This study revealed significant differences in viral growth patterns between the DENV2 AI and AA genotypes in the marmoset model. Infection with the DENV2 AI genotype induced a longer detectable duration of viremia than infection with the DENV2 AA genotype in the marmoset model. Interestingly, infection with the DENV2 AA genotype induced higher levels of viremia than the DENV2 AI genotype. A study on pediatric dengue cases in Vietnam found that infection with the DENV2 AI genotype induced higher levels of viremia in children than those infected with the DENV2 AA genotype [20]. However, in this marmoset model, we found that inoculation with the DENV2 AA genotype induced higher levels of viremia than inoculation with the DENV2 AI genotype. A plausible explanation for these differences is that the DENV2 strains used in this study differed from the circulating strains in Vietnam, indicating possible discrepancies in phenotypes and pathogenicity. In pediatric dengue cases in Vietnam, clinical background, infection history, and host factors, including immune responses and genetic background, are associated with overall clinical outcomes, thus contributing to differential outcomes between human and marmoset models. Overall, our results confirm differential infectivity between genotypes, and this may, in turn, lead to distinct immune responses upon infection with different genotypes and viral strains.

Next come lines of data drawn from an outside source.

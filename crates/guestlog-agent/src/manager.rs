//! Guest log manager - validates and executes log actions

use guestlog_core::{AgentConfig, Error, LogDetails, LogStatus, LogType, Result};
use guestlog_fs::{current_user, FileOps, LocalFileOps, LogPathBuilder};
use guestlog_logs::{ContainerClient, DirectoryContainer, GuestLogRegistry};
use std::path::{Path, PathBuf};
use std::sync::Arc;
use tracing::{debug, info};

use crate::discovery::ConfigDiscovery;
use crate::driver::{AppDriver, CommandDriver};
use crate::status::{CommandStatus, StatusPoller};

/// Owns the guest log registry and the collaborators every action goes through
pub struct GuestLogManager {
    registry: GuestLogRegistry,
    paths: LogPathBuilder,
    driver: Arc<dyn AppDriver>,
    status: Arc<dyn StatusPoller>,
    container: Arc<dyn ContainerClient>,
}

impl GuestLogManager {
    pub fn new(
        registry: GuestLogRegistry,
        paths: LogPathBuilder,
        driver: Arc<dyn AppDriver>,
        status: Arc<dyn StatusPoller>,
        container: Arc<dyn ContainerClient>,
    ) -> Self {
        Self {
            registry,
            paths,
            driver,
            status,
            container,
        }
    }

    /// Wire the local filesystem, shell command collaborators and the
    /// directory container from agent configuration
    pub fn from_config(config: &AgentConfig) -> Result<Self> {
        let fs: Arc<dyn FileOps> = Arc::new(LocalFileOps::new());
        let paths = LogPathBuilder::new(config.manager.clone(), Arc::clone(&fs))
            .with_base_dir(config.base_dir.clone())
            .with_datastore_dirname(config.datastore_dirname.clone());

        let guest_owner = match &config.guest_log_owner {
            Some(owner) => owner.clone(),
            None => current_user()?,
        };

        let discovery = ConfigDiscovery::new(config.clone(), paths.clone(), guest_owner);
        let registry = GuestLogRegistry::new(
            Box::new(discovery),
            fs,
            config.instance_id.clone(),
            config.manager.clone(),
        );

        let container = DirectoryContainer::new(
            config.container_root.clone(),
            config.container.clone(),
            config.segment_size,
        );

        Ok(Self::new(
            registry,
            paths,
            Arc::new(CommandDriver::from_config(config)),
            Arc::new(CommandStatus::new(config.status_command.clone())),
            Arc::new(container),
        ))
    }

    pub fn registry(&self) -> &GuestLogRegistry {
        &self.registry
    }

    pub fn registry_mut(&mut self) -> &mut GuestLogRegistry {
        &mut self.registry
    }

    /// Refresh the recorded datastore service status
    pub async fn update_status(&self) -> Result<()> {
        debug!("Updating datastore status");
        self.status.update().await
    }

    /// Details of every known log, sorted by name
    pub async fn guest_log_list(&mut self) -> Result<Vec<LogDetails>> {
        info!("Getting list of guest logs");
        self.registry.details()
    }

    /// Validate the request, then apply enable/disable, publish and discard
    /// in that order.
    ///
    /// All validation happens before any state changes. Collaborator failures
    /// are not rolled back.
    pub async fn guest_log_action(
        &mut self,
        name: &str,
        enable: bool,
        disable: bool,
        publish: bool,
        discard: bool,
    ) -> Result<LogDetails> {
        if enable && disable {
            return Err(Error::bad_request(format!(
                "Cannot enable and disable log '{}'",
                name
            )));
        }

        let log = self.registry.get_or_create(name)?;
        if log.log_type() == LogType::Sys {
            if enable {
                return Err(Error::bad_request(format!(
                    "Cannot enable a SYSTEM log ('{}')",
                    name
                )));
            }
            if disable {
                return Err(Error::bad_request(format!(
                    "Cannot disable a SYSTEM log ('{}')",
                    name
                )));
            }
        }
        if (publish || discard) && !log.exposed() {
            let action = if publish { "publish" } else { "discard" };
            return Err(Error::forbidden(action, name));
        }

        info!(
            "Processing guest log '{}' (enable={}, disable={}, publish={}, discard={})",
            name, enable, disable, publish, discard
        );

        // Publishing a user log turns its collection on
        let implicit_enable =
            publish && !disable && log.log_type() == LogType::User && !log.enabled();
        let enable = enable || implicit_enable;

        if enable || disable {
            self.toggle(name, enable).await?;
        }
        if publish {
            self.publish(name).await?;
        }
        if discard {
            self.discard(name).await?;
        }

        Ok(self.registry.get_or_create(name)?.details())
    }

    async fn toggle(&mut self, name: &str, enable: bool) -> Result<()> {
        let log = self.registry.get_or_create(name)?;
        let target = if enable {
            LogStatus::Enabled
        } else {
            LogStatus::Disabled
        };

        if log.enabled() == enable {
            log.set_status(target);
            return Ok(());
        }

        debug!(
            "Asking driver to {} log '{}'",
            if enable { "enable" } else { "disable" },
            name
        );
        let restart_required = self.driver.guest_log_enable(name, enable, !enable).await?;
        log.set_enabled(enable);
        if restart_required {
            info!("Log '{}' takes effect after a datastore restart", name);
            log.set_status(LogStatus::RestartRequired);
        } else {
            log.set_status(target);
        }
        Ok(())
    }

    async fn publish(&mut self, name: &str) -> Result<()> {
        let fs = Arc::clone(self.registry.fs());
        let log = self.registry.refresh(name)?;

        if !fs.exists(log.file())? {
            return Err(Error::LogFileMissing(log.file().to_path_buf()));
        }

        if log.rotation_pending() {
            info!("Log file rotation detected for '{}', discarding old log", name);
            self.container.delete_components(log).await?;
            log.clear_rotation();
        }

        let container = self.container.container_name().to_string();
        let outcome = self.container.publish(log).await;
        match outcome {
            Ok(sent) => {
                log.record_published(sent, &container);
                info!("Published log '{}' ({} bytes pending)", name, log.pending());
                Ok(())
            }
            Err(Error::PartialPublish { log: log_name, sent, reason }) => {
                log.record_published(sent, &container);
                Err(Error::PartialPublish {
                    log: log_name,
                    sent,
                    reason,
                })
            }
            Err(e) => Err(e),
        }
    }

    async fn discard(&mut self, name: &str) -> Result<()> {
        let log = self.registry.get_or_create(name)?;
        self.container.delete_components(log).await?;
        log.reset();
        info!("Discarded published components of log '{}'", name);
        Ok(())
    }

    /// Path of a datastore log file, creating directories and the file
    pub fn build_log_file_name(
        &self,
        log_name: &str,
        owner: &str,
        datastore_dir: Option<&Path>,
    ) -> Result<PathBuf> {
        self.paths.build_log_file_name(log_name, owner, datastore_dir)
    }

    pub fn validate_log_file(&self, file: &Path, owner: &str) -> Result<PathBuf> {
        self.paths.validate_log_file(file, owner)
    }
}
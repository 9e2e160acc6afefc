//! Guestlog CLI - manage datastore guest logs

use anyhow::Result;
use clap::Parser;
use tracing_subscriber::{layer::SubscriberExt, util::SubscriberInitExt};

mod cli;
mod commands;
mod output;

use cli::{Cli, Commands};
use commands::*;

#[tokio::main]
async fn main() -> Result<()> {
    let cli = Cli::parse();

    output::set_json_mode(cli.json);

    let log_level = match cli.verbose {
        0 => "warn",
        1 => "info",
        2 => "debug",
        _ => "trace",
    };

    tracing_subscriber::registry()
        .with(
            tracing_subscriber::EnvFilter::try_from_default_env()
                .unwrap_or_else(|_| format!("guestlog={},guestlog_ipc={}", log_level, log_level).into()),
        )
        .with(tracing_subscriber::fmt::layer().without_time())
        .init();

    let client = get_client(cli.socket);

    let result = match cli.command {
        Commands::Ping => ping::execute(&client).await,
        Commands::Status => status::execute(&client).await,
        Commands::List => list::execute(&client).await,
        Commands::Action(args) => action::execute(&client, args).await,
        Commands::BuildPath {
            log_name,
            owner,
            dir,
        } => build_path::execute(&client, log_name, owner, dir).await,
        Commands::Validate { file, owner } => validate::execute(&client, file, owner).await,
    };

    if let Err(e) = result {
        eprintln!("Error: {}", e);
        std::process::exit(1);
    }

    Ok(())
}
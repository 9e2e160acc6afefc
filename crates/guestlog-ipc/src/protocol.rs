//! IPC Protocol - Request/Response types

use guestlog_core::{Error, ErrorKind, LogDetails};
use serde::{Deserialize, Serialize};
use std::path::PathBuf;

/// IPC Request from CLI to daemon
#[derive(Debug, Clone, Serialize, Deserialize)]
#[serde(tag = "type", rename_all = "snake_case")]
pub enum Request {
    /// Check if daemon is alive
    Ping,

    /// Refresh the datastore service status
    UpdateStatus,

    /// Details of every guest log
    GuestLogList,

    /// Enable, disable, publish or discard a guest log
    GuestLogAction {
        name: String,
        #[serde(default)]
        enable: bool,
        #[serde(default)]
        disable: bool,
        #[serde(default)]
        publish: bool,
        #[serde(default)]
        discard: bool,
    },

    /// Build (and create) a datastore log file path
    BuildLogFileName {
        log_name: String,
        owner: String,
        datastore_dir: Option<PathBuf>,
    },

    /// Make sure a log file exists with the right ownership and mode
    ValidateLogFile { file_name: PathBuf, owner: String },
}

/// IPC Response from daemon to CLI
#[derive(Debug, Clone, Serialize, Deserialize)]
#[serde(tag = "type", rename_all = "snake_case")]
pub enum Response {
    Pong,

    /// Success with message
    Ok { message: String },

    /// Error with its category and message
    Error { kind: ErrorKind, message: String },

    LogList { logs: Vec<LogDetails> },

    LogDetails { details: LogDetails },

    LogFile { path: PathBuf },
}

impl Response {
    pub fn ok<S: Into<String>>(message: S) -> Self {
        Response::Ok {
            message: message.into(),
        }
    }

    pub fn error(kind: ErrorKind, message: impl Into<String>) -> Self {
        Response::Error {
            kind,
            message: message.into(),
        }
    }

    pub fn is_error(&self) -> bool {
        matches!(self, Response::Error { .. })
    }

    pub fn error_message(&self) -> Option<&str> {
        match self {
            Response::Error { message, .. } => Some(message),
            _ => None,
        }
    }
}

impl From<&Error> for Response {
    fn from(err: &Error) -> Self {
        Response::error(err.kind(), err.to_string())
    }
}
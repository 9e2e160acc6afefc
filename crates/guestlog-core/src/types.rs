//! Core types for the guest log agent

use serde::{Deserialize, Serialize};
use std::path::PathBuf;
use std::str::FromStr;

use crate::error::{Error, Result};
use once_cell::sync::Lazy;
use regex::Regex;

/// Regex pattern for valid log names: only alphanumeric, underscore, and hyphen
static LOG_NAME_REGEX: Lazy<Regex> =
    Lazy::new(|| Regex::new(r"^[a-zA-Z0-9_-]+$").expect("Invalid log name regex"));

/// Validate a log name; log names end up in file and object names
pub fn validate_log_name(name: &str) -> bool {
    !name.is_empty() && LOG_NAME_REGEX.is_match(name)
}

/// Kind of log stream
#[derive(Debug, Clone, Copy, Serialize, Deserialize, PartialEq, Eq, Hash)]
pub enum LogType {
    /// Always collected, managed implicitly by the agent
    #[serde(rename = "SYS", alias = "sys", alias = "system")]
    Sys,
    /// Collection can be toggled by the caller
    #[serde(rename = "USER", alias = "user")]
    User,
}

impl LogType {
    pub fn as_str(&self) -> &'static str {
        match self {
            LogType::Sys => "SYS",
            LogType::User => "USER",
        }
    }
}

impl FromStr for LogType {
    type Err = Error;

    fn from_str(s: &str) -> Result<Self> {
        match s.to_lowercase().as_str() {
            "sys" | "system" => Ok(LogType::Sys),
            "user" => Ok(LogType::User),
            _ => Err(Error::ConfigError(format!("Invalid log type: {}", s))),
        }
    }
}

impl std::fmt::Display for LogType {
    fn fmt(&self, f: &mut std::fmt::Formatter<'_>) -> std::fmt::Result {
        write!(f, "{}", self.as_str())
    }
}

/// Status of a guest log
#[derive(Debug, Clone, Copy, Serialize, Deserialize, PartialEq, Eq)]
pub enum LogStatus {
    Disabled,
    Enabled,
    #[serde(rename = "Restart_Required")]
    RestartRequired,
    #[serde(rename = "Restart_Completed")]
    RestartCompleted,
    Published,
    Partial,
}

impl LogStatus {
    pub fn as_str(&self) -> &'static str {
        match self {
            LogStatus::Disabled => "Disabled",
            LogStatus::Enabled => "Enabled",
            LogStatus::RestartRequired => "Restart_Required",
            LogStatus::RestartCompleted => "Restart_Completed",
            LogStatus::Published => "Published",
            LogStatus::Partial => "Partial",
        }
    }

    /// Status that results from requesting `requested` while in `self`.
    ///
    /// A pending restart swallows a disable and turns an enable into
    /// `Restart_Completed`; every other request is taken literally.
    pub fn next(self, requested: LogStatus) -> LogStatus {
        match (self, requested) {
            (LogStatus::RestartRequired, LogStatus::Enabled) => LogStatus::RestartCompleted,
            (LogStatus::RestartRequired, LogStatus::Disabled) => LogStatus::RestartRequired,
            (_, requested) => requested,
        }
    }
}

impl std::fmt::Display for LogStatus {
    fn fmt(&self, f: &mut std::fmt::Formatter<'_>) -> std::fmt::Result {
        write!(f, "{}", self.as_str())
    }
}

impl FromStr for LogStatus {
    type Err = Error;

    fn from_str(s: &str) -> Result<Self> {
        match s {
            "Disabled" => Ok(LogStatus::Disabled),
            "Enabled" => Ok(LogStatus::Enabled),
            "Restart_Required" => Ok(LogStatus::RestartRequired),
            "Restart_Completed" => Ok(LogStatus::RestartCompleted),
            "Published" => Ok(LogStatus::Published),
            "Partial" => Ok(LogStatus::Partial),
            _ => Err(Error::ConfigError(format!("Invalid log status: {}", s))),
        }
    }
}

/// Discovery metadata describing one log stream
#[derive(Debug, Clone, Serialize, Deserialize, PartialEq, Eq)]
pub struct LogSpec {
    pub name: String,
    pub log_type: LogType,
    /// Absolute path of the physical log file
    pub file: PathBuf,
    /// System user owning the file
    pub owner: String,
    /// Whether callers may publish or discard this log
    #[serde(default = "default_true")]
    pub exposed: bool,
    /// Initial collection flag (USER logs only)
    #[serde(default)]
    pub enabled: bool,
}

fn default_true() -> bool {
    true
}

impl LogSpec {
    pub fn new(name: impl Into<String>, log_type: LogType, file: PathBuf, owner: impl Into<String>) -> Self {
        Self {
            name: name.into(),
            log_type,
            file,
            owner: owner.into(),
            exposed: true,
            enabled: false,
        }
    }

    pub fn with_exposed(mut self, exposed: bool) -> Self {
        self.exposed = exposed;
        self
    }

    pub fn with_enabled(mut self, enabled: bool) -> Self {
        self.enabled = enabled;
        self
    }
}

/// Detail record reported for a single guest log
#[derive(Debug, Clone, Serialize, Deserialize, PartialEq, Eq)]
pub struct LogDetails {
    pub name: String,
    #[serde(rename = "type")]
    pub log_type: LogType,
    pub status: LogStatus,
    pub prefix: String,
    pub container: String,
    pub published: u64,
    pub pending: u64,
    pub metafile: String,
}
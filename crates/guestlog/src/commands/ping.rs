//! Ping command implementation

use anyhow::{bail, Result};
use guestlog_ipc::{IpcClient, Request, Response};

use crate::output::{print_error, print_success};

pub async fn execute(client: &IpcClient) -> Result<()> {
    match client.send(&Request::Ping).await {
        Ok(Response::Pong) => {
            print_success("Daemon is alive");
            Ok(())
        }
        Ok(response) => Err(super::unexpected(response)),
        Err(e) => {
            print_error(&format!("Daemon is not running: {}", e));
            bail!("Daemon not running")
        }
    }
}
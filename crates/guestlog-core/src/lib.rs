//! Guestlog Core - Shared types, configuration, and error handling

pub mod config;
pub mod constants;
pub mod error;
pub mod types;

pub use config::*;
pub use constants::*;
pub use error::{Error, ErrorKind, Result};
pub use types::*;
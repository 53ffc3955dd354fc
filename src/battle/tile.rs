//! A single battlefield tile

use serde::{Deserialize, Serialize};

use crate::battle::terrain::{BlockKind, PartCatalog, PartLayer, PartRef, NON_FLAMMABLE};
use crate::core::types::{Position, UnitId};

pub const MAX_SMOKE: u8 = 15;

/// One cell of the 3D battle grid
#[derive(Debug, Clone, PartialEq, Serialize, Deserialize)]
pub struct Tile {
    pub position: Position,
    pub parts: [Option<PartRef>; 4],
    /// Remaining burn turns (0 = not burning)
    pub fire: u8,
    pub smoke: u8,
    pub animation_offset: u8,
    pub discovered: [bool; 3],
    /// Reset at the start of every full turn
    #[serde(skip)]
    pub dangerous: bool,
    /// Unit whose footprint covers this tile
    #[serde(skip)]
    pub unit: Option<UnitId>,
}

impl Tile {
    pub fn new(position: Position) -> Self {
        Self {
            position,
            parts: [None; 4],
            fire: 0,
            smoke: 0,
            animation_offset: 0,
            discovered: [false; 3],
            dangerous: false,
            unit: None,
        }
    }

    pub fn part(&self, layer: PartLayer) -> Option<PartRef> {
        self.parts[layer.index()]
    }

    pub fn set_part(&mut self, layer: PartLayer, part: Option<PartRef>) {
        self.parts[layer.index()] = part;
    }

    pub fn has_floor(&self) -> bool {
        self.parts[PartLayer::Floor.index()].is_some()
    }

    pub fn is_burning(&self) -> bool {
        self.fire > 0
    }

    /// Nothing persistent worth writing out
    pub fn is_default(&self) -> bool {
        self.parts.iter().all(Option::is_none)
            && self.fire == 0
            && self.smoke == 0
            && self.animation_offset == 0
            && self.discovered.iter().all(|d| !d)
    }

    /// Add smoke, capped at `MAX_SMOKE`
    pub fn add_smoke(&mut self, amount: u8) {
        self.smoke = self.smoke.saturating_add(amount).min(MAX_SMOKE);
    }

    /// Lowest flammability among the floor and object (most flammable wins)
    pub fn flammability(&self, catalog: &PartCatalog) -> u8 {
        self.burnable_parts(catalog)
            .map(|(_, flammability, _)| flammability)
            .min()
            .unwrap_or(NON_FLAMMABLE)
    }

    /// Longest burn time among the floor and object
    pub fn fuel(&self, catalog: &PartCatalog) -> u8 {
        self.burnable_parts(catalog)
            .map(|(_, _, fuel)| fuel)
            .max()
            .unwrap_or(0)
    }

    fn burnable_parts<'a>(
        &'a self,
        catalog: &'a PartCatalog,
    ) -> impl Iterator<Item = (PartLayer, u8, u8)> + 'a {
        [PartLayer::Object, PartLayer::Floor]
            .into_iter()
            .filter_map(move |layer| {
                let data = self.part(layer).and_then(|p| catalog.get(p))?;
                data.is_flammable()
                    .then_some((layer, data.flammability, data.fuel))
            })
    }

    /// Does the object on this tile stop `kind`?
    pub fn object_blocks(&self, catalog: &PartCatalog, kind: BlockKind) -> bool {
        self.part_blocks(catalog, PartLayer::Object, kind)
    }

    pub fn part_blocks(&self, catalog: &PartCatalog, layer: PartLayer, kind: BlockKind) -> bool {
        self.part(layer)
            .and_then(|p| catalog.get(p))
            .map(|data| data.blocks(kind))
            .unwrap_or(false)
    }

    /// Time-unit cost of entering this tile (floor plus object)
    pub fn move_cost(&self, catalog: &PartCatalog) -> u32 {
        let floor = self
            .part(PartLayer::Floor)
            .and_then(|p| catalog.get(p))
            .map(|d| d.move_cost as u32)
            .unwrap_or(4);
        let object = self
            .part(PartLayer::Object)
            .and_then(|p| catalog.get(p))
            .map(|d| d.move_cost.saturating_sub(4) as u32)
            .unwrap_or(0);
        floor + object
    }

    /// Pack discovered flags into the low bits of a byte
    pub fn flag_bits(&self) -> u8 {
        self.discovered
            .iter()
            .enumerate()
            .fold(0, |bits, (i, d)| if *d { bits | (1 << i) } else { bits })
    }

    pub fn set_flag_bits(&mut self, bits: u8) {
        for (i, d) in self.discovered.iter_mut().enumerate() {
            *d = bits & (1 << i) != 0;
        }
    }
}

#[cfg(test)]
mod tests {
    use super::*;
    use crate::battle::terrain::standard;

    #[test]
    fn test_new_tile_is_default() {
        let tile = Tile::new(Position::new(1, 2, 0));
        assert!(tile.is_default());
        assert!(!tile.has_floor());
    }

    #[test]
    fn test_smoke_is_capped() {
        let mut tile = Tile::new(Position::default());
        tile.add_smoke(10);
        tile.add_smoke(10);
        assert_eq!(tile.smoke, MAX_SMOKE);
    }

    #[test]
    fn test_flammability_prefers_most_flammable_part() {
        let catalog = PartCatalog::standard();
        let mut tile = Tile::new(Position::default());
        assert_eq!(tile.flammability(&catalog), NON_FLAMMABLE);

        tile.set_part(PartLayer::Floor, Some(standard::GRASS));
        tile.set_part(PartLayer::Object, Some(standard::CRATE));
        assert_eq!(tile.flammability(&catalog), 30);
        assert_eq!(tile.fuel(&catalog), 3);
    }

    #[test]
    fn test_flag_bits_round_trip() {
        let mut tile = Tile::new(Position::default());
        tile.discovered = [true, false, true];
        let bits = tile.flag_bits();
        assert_eq!(bits, 0b101);

        let mut other = Tile::new(Position::default());
        other.set_flag_bits(bits);
        assert_eq!(other.discovered, tile.discovered);
    }

    #[test]
    fn test_move_cost_includes_object() {
        let catalog = PartCatalog::standard();
        let mut tile = Tile::new(Position::default());
        tile.set_part(PartLayer::Floor, Some(standard::GROUND));
        assert_eq!(tile.move_cost(&catalog), 4);
        tile.set_part(PartLayer::Object, Some(standard::BUSH));
        assert_eq!(tile.move_cost(&catalog), 6);
    }
}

This study highlights the discrepancies between genotype strains in inducing DENV-neutralizing antibodies and viremia in marmosets. The results indicate that antigenic differences between genotypes may influence the levels of serotype-specific and cross-reactive neutralizing antibodies during primary and secondary infections. Interestingly, low levels of cross-reactive neutralizing did not thoroughly neutralize the heterologous genotype in FcγR-expressing BHK cells, and ADE activity was confirmed in these samples. The results indicate the importance of optimizing the selection of DENV strains that possess the capability to neutralize homologous and heterologous genotypes. Additionally, the results indicate that neutralizing activity titers, as determined by the FcγR-expressing BHK cells, detect both infection-enhancing and neutralizing activity as neutralizing titers may better reflect the biological properties of DENV antibodies in vivo.

5. Conclusions

The present study demonstrated that different genotypes of DENV2 induce varying viremia levels and neutralizing antibody titers in marmosets. Antigenic differences may cause differences in the induction of viremia and antibody responses between heterologous genotypes. Our study indicated that a low concentration of heterotypic neutralizing antibodies induced by heterologic genotype strains might enhance the infection rather than protect against the infection, which may be a critical concern in vaccine development. Infection-enhancing activities of the heterologous genotypes detected in neutralizing antibodies hampered the overall neutralizing activity against DENV, as determined by the Fcγ R-expressing BHK cells. To overcome these immunological properties of genotype-specific antibodies used in vaccine development, it is necessary to identify alternative DENV strains that can induce a comprehensive set of neutralizing antibodies to effectively neutralize a wide range of DENV strains within a serotype. Furthermore, the findings of this study indicated that the marmoset model of DENV infection in combination with an ADE assay could be used to assess the efficacy of vaccine candidates.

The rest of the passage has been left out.